For the string "crates", state how many lines of the data hold it. Give nothing besides the number.
__________
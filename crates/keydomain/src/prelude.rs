//! Commonly used types.
//!
//! ```
//! use keydomain::prelude::*;
//! ```

pub use crate::{
    ControllerConfig, DomFocus, FocusController, HandlerId, KeyDomainError, Scope,
};
pub use keydomain_core::{ComboEvent, ComboRecognizer, ComboTable, Document, NodeId, TaskQueue};
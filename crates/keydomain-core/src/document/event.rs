//! Document events and listeners.

use std::sync::Arc;

use super::NodeId;

/// Kinds of events a [`Document`](super::Document) dispatches.
#[derive(Debug, Clone, Copy, PartialEq, Eq, Hash)]
pub enum EventKind {
    /// A pointer button was pressed over an element.
    PointerDown,
    /// An element received keyboard focus.
    Focus,
}

impl EventKind {
    /// Whether the event has a bubble phase after reaching its target.
    pub fn bubbles(self) -> bool {
        match self {
            EventKind::PointerDown => true,
            EventKind::Focus => false,
        }
    }
}

/// Propagation phase in which a listener is invoked.
#[derive(Debug, Clone, Copy, PartialEq, Eq, Hash)]
pub enum Phase {
    /// Travelling from the document node down to the target's parent.
    Capture,
    /// At the target itself.
    Target,
    /// Travelling from the target's parent back up to the document node.
    Bubble,
}

/// An event delivered to a listener.
#[derive(Debug, Clone, Copy, PartialEq, Eq)]
pub struct DomEvent {
    /// What happened.
    pub kind: EventKind,
    /// The node the event was dispatched at.
    pub target: NodeId,
    /// The node whose listener is being invoked.
    pub current_target: NodeId,
    /// Current propagation phase.
    pub phase: Phase,
}

/// Shared listener callback.
pub type Listener = Arc<dyn Fn(&DomEvent) + Send + Sync>;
__________
## OUTPUT FOR THIS TASK
2